光に色を付けるだけが「ゼラ」だと思っていませんか?
カラーフィルター以外のフィルターについても見ておきましょう。

目次

減光フィルター (NDフィルター)

ND_filter

色を変えずに明るさを減らすフィルターです。「グレーの色を付けるフィルター」ではありません。
「黒い光」が存在しない (光の場合は真っ黒=真っ暗となる) のと同じように、光にとっての「グレー」というのは、単に「明るさが減った状態」でしかありません。

ポリカラーの色番号は90番台。以下の3種類があります。

  • #975:明るさを75%にする。
  • #950 (旧#99):明るさを50%にする。
  • #925 (旧#98):明るさを25%にする。

#98、#99の旧番号が使われていたのは比較的最近の話なので、今でも「キュッパー取って!」という指示を受けるかもしれません。

NDフィルターは、舞台においては使いどころの難しいフィルターであることは間違いありません。
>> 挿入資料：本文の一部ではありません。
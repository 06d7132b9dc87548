//! Browser Transport
//!
//! `HttpTransport` over the fetch API. Requests carry same-origin
//! credentials so the session cookie reaches the backend.

use async_trait::async_trait;
use wasm_bindgen::{JsCast, JsValue};
use wasm_bindgen_futures::JsFuture;
use web_sys::{Headers, HtmlDocument, Request, RequestCredentials, RequestInit, Response};

use list_view::{HttpRequest, HttpResponse, HttpTransport};

pub struct FetchTransport;

#[async_trait(?Send)]
impl HttpTransport for FetchTransport {
    async fn send(&self, request: HttpRequest) -> Result<HttpResponse, String> {
        let window = web_sys::window().ok_or_else(|| "no window".to_string())?;

        let headers = Headers::new().map_err(js_error)?;
        for (name, value) in &request.headers {
            headers.set(name, value).map_err(js_error)?;
        }

        let init = RequestInit::new();
        init.set_method(request.method.as_str());
        init.set_headers(&headers);
        init.set_credentials(RequestCredentials::SameOrigin);
        if let Some(body) = &request.body {
            init.set_body(&JsValue::from_str(body));
        }

        let fetch_request = Request::new_with_str_and_init(&request.url, &init).map_err(js_error)?;
        let response: Response = JsFuture::from(window.fetch_with_request(&fetch_request))
            .await
            .map_err(js_error)?
            .dyn_into()
            .map_err(js_error)?;
        let body = JsFuture::from(response.text().map_err(js_error)?).await.map_err(js_error)?;

        Ok(HttpResponse {
            status: response.status(),
            status_text: response.status_text(),
            body: body.as_string().unwrap_or_default(),
        })
    }
}

fn js_error(value: JsValue) -> String {
    if let Some(message) = value.as_string() {
        return message;
    }
    match value.dyn_ref::<js_sys::Error>() {
        Some(error) => String::from(error.message()),
        None => format!("{:?}", value),
    }
}

/// Raw `document.cookie`, empty when unavailable.
pub fn document_cookies() -> String {
    web_sys::window()
        .and_then(|window| window.document())
        .and_then(|document| document.dyn_into::<HtmlDocument>().ok())
        .and_then(|document| document.cookie().ok())
        .unwrap_or_default()
}
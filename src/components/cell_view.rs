//! Cell View Component
//!
//! Renders a formatted table or detail cell: plain text or a badge.

use leptos::prelude::*;

use list_view::Cell;

#[component]
pub fn CellView(cell: Cell) -> impl IntoView {
    match cell {
        Cell::Text(text) => view! { <span>{text}</span> }.into_any(),
        Cell::Badge { label, tone } => view! {
            <span class=format!("badge bg-{}", tone.as_str())>{label}</span>
        }
        .into_any(),
    }
}
//! Invoices

use serde::Deserialize;
use serde_json::Value;

use super::{detail_field, text_field};
use crate::client::Method;
use crate::form::{FieldKind, FieldSpec, FormState};
use crate::format::{format_currency_value, parse_currency};
use crate::query::RecordId;
use crate::resource::{ExtraAction, QuickFilter, Resource};
use crate::surface::DetailView;
use crate::table::{ActionKind, Column, ColumnType, RowAction, Tone};

use super::appointments::PersonRef;

#[derive(Debug, Clone, Default, PartialEq, Deserialize)]
#[serde(default)]
pub struct Invoice {
    pub id: RecordId,
    pub patient: Option<RecordId>,
    pub patient_detail: Option<PersonRef>,
    pub issue_date: Option<String>,
    pub due_date: Option<String>,
    /// Decimal; the backend sends it as a string
    pub total_amount: Value,
    pub paid: bool,
    pub insurance_claimed: bool,
    pub details: Option<String>,
}

impl Invoice {
    pub fn from_record(record: &Value) -> Option<Self> {
        Self::deserialize(record).ok()
    }
}

const COLUMNS: &[Column] = &[
    Column::new("patient_detail.full_name", "Patient", ColumnType::Text),
    Column::new("total_amount", "Amount", ColumnType::Currency),
    Column::new("issue_date", "Issue Date", ColumnType::Date),
    Column::new("due_date", "Due Date", ColumnType::Date),
    Column::new("paid", "Status", ColumnType::Flag { yes: "Paid", no: "Unpaid" }),
    Column::new("insurance_claimed", "Insurance", ColumnType::Boolean),
];

const FORM: &[FieldSpec] = &[
    FieldSpec::required("patient", "Patient ID", FieldKind::Number),
    FieldSpec::required("issue_date", "Issue Date", FieldKind::Date),
    FieldSpec::required("due_date", "Due Date", FieldKind::Date),
    FieldSpec::required("total_amount", "Total Amount", FieldKind::Number),
    FieldSpec::optional("paid", "Paid", FieldKind::Checkbox),
    FieldSpec::optional("insurance_claimed", "Insurance Claimed", FieldKind::Checkbox),
    FieldSpec::optional("details", "Details", FieldKind::TextArea),
];

const PAYMENT_STATUSES: &[(&str, &str)] = &[("paid", "Paid"), ("unpaid", "Unpaid")];

const QUICK_FILTERS: &[QuickFilter] = &[
    QuickFilter { key: "unpaid", label: "Unpaid", path: "unpaid", param: None },
    QuickFilter { key: "overdue", label: "Overdue", path: "overdue", param: None },
];

const MARK_PAID: ExtraAction = ExtraAction {
    key: "mark_paid",
    method: Method::Post,
    path: "mark_paid",
    confirm: None,
    success_message: "Invoice marked as paid!",
};

const MARK_PAID_BUTTON: RowAction = RowAction {
    kind: ActionKind::Custom("mark_paid"),
    label: "Mark as Paid",
    tone: Tone::Success,
};

#[derive(Debug, Clone, Copy, Default)]
pub struct Invoices;

impl Resource for Invoices {
    fn path(&self) -> &'static str {
        "invoices"
    }

    fn singular(&self) -> &'static str {
        "Invoice"
    }

    fn plural(&self) -> &'static str {
        "invoices"
    }

    fn columns(&self) -> &'static [Column] {
        COLUMNS
    }

    fn form_schema(&self) -> &'static [FieldSpec] {
        FORM
    }

    fn create_title(&self) -> &'static str {
        "Create New Invoice"
    }

    fn edit_title(&self) -> &'static str {
        "Edit Invoice"
    }

    fn label(&self, _record: &Value) -> String {
        "this invoice".to_string()
    }

    fn row_actions(&self, record: &Value) -> Vec<RowAction> {
        let paid = Invoice::from_record(record).is_some_and(|invoice| invoice.paid);
        let mut actions = vec![RowAction::VIEW, RowAction::EDIT];
        if !paid {
            actions.push(MARK_PAID_BUTTON);
        }
        actions.push(RowAction::DELETE);
        actions
    }

    fn detail(&self, record: &Value) -> DetailView {
        let invoice = Invoice::from_record(record).unwrap_or_default();
        DetailView {
            title: format!("Invoice #{}", invoice.id),
            record_id: invoice.id,
            fields: vec![
                text_field("Invoice #", invoice.id.to_string()),
                detail_field(record, "patient_detail.full_name", "Patient", ColumnType::Text),
                text_field("Total Amount", format_currency_value(Some(&invoice.total_amount))),
                detail_field(record, "issue_date", "Issue Date", ColumnType::Date),
                detail_field(record, "due_date", "Due Date", ColumnType::Date),
                detail_field(record, "paid", "Status", ColumnType::Flag { yes: "Paid", no: "Unpaid" }),
            ],
            notes: invoice.details.filter(|d| !d.is_empty()).map(|d| ("Details", d)),
            actions: if invoice.paid { Vec::new() } else { vec![MARK_PAID_BUTTON] },
        }
    }

    fn filter_keys(&self) -> &'static [&'static str] {
        &["status"]
    }

    fn filter_options(&self, key: &str) -> &'static [(&'static str, &'static str)] {
        match key {
            "status" => PAYMENT_STATUSES,
            _ => &[],
        }
    }

    fn quick_filters(&self) -> &'static [QuickFilter] {
        QUICK_FILTERS
    }

    fn extra_action(&self, key: &str) -> Option<ExtraAction> {
        (key == MARK_PAID.key).then_some(MARK_PAID)
    }

    fn validate(&self, form: &FormState) -> Result<(), String> {
        let patient = form.text("patient").map(str::trim).unwrap_or_default();
        if patient.parse::<RecordId>().is_err() {
            return Err("Patient ID must be a number".to_string());
        }
        match form.text("total_amount").and_then(parse_currency) {
            Some(amount) if amount >= 0.0 => Ok(()),
            _ => Err("Total amount must be a non-negative number".to_string()),
        }
    }
}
どちらかと言うと、卓周りの液晶モニターの減光、非常誘導灯(緑色の非常口マーク)の減光(※) など、舞台の周辺機器に使われる方をよく見るかもしれません。

 

そもそも、舞台照明は必ず調光器を使うわけで、調光して明るさを減らせばいいんじゃないの?と、誰もが考えるでしょう。
しかし、「色温度について」の記事でも触れたように、白熱電球は調光をかけると色温度が下がります (=赤っぽい光色になります)。
よって、「ナマの色味が欲しいけど、明るさとしては過剰なんだよな…」という時にNDフィルターの出番となります。もうこの時点で、割とニッチですよね。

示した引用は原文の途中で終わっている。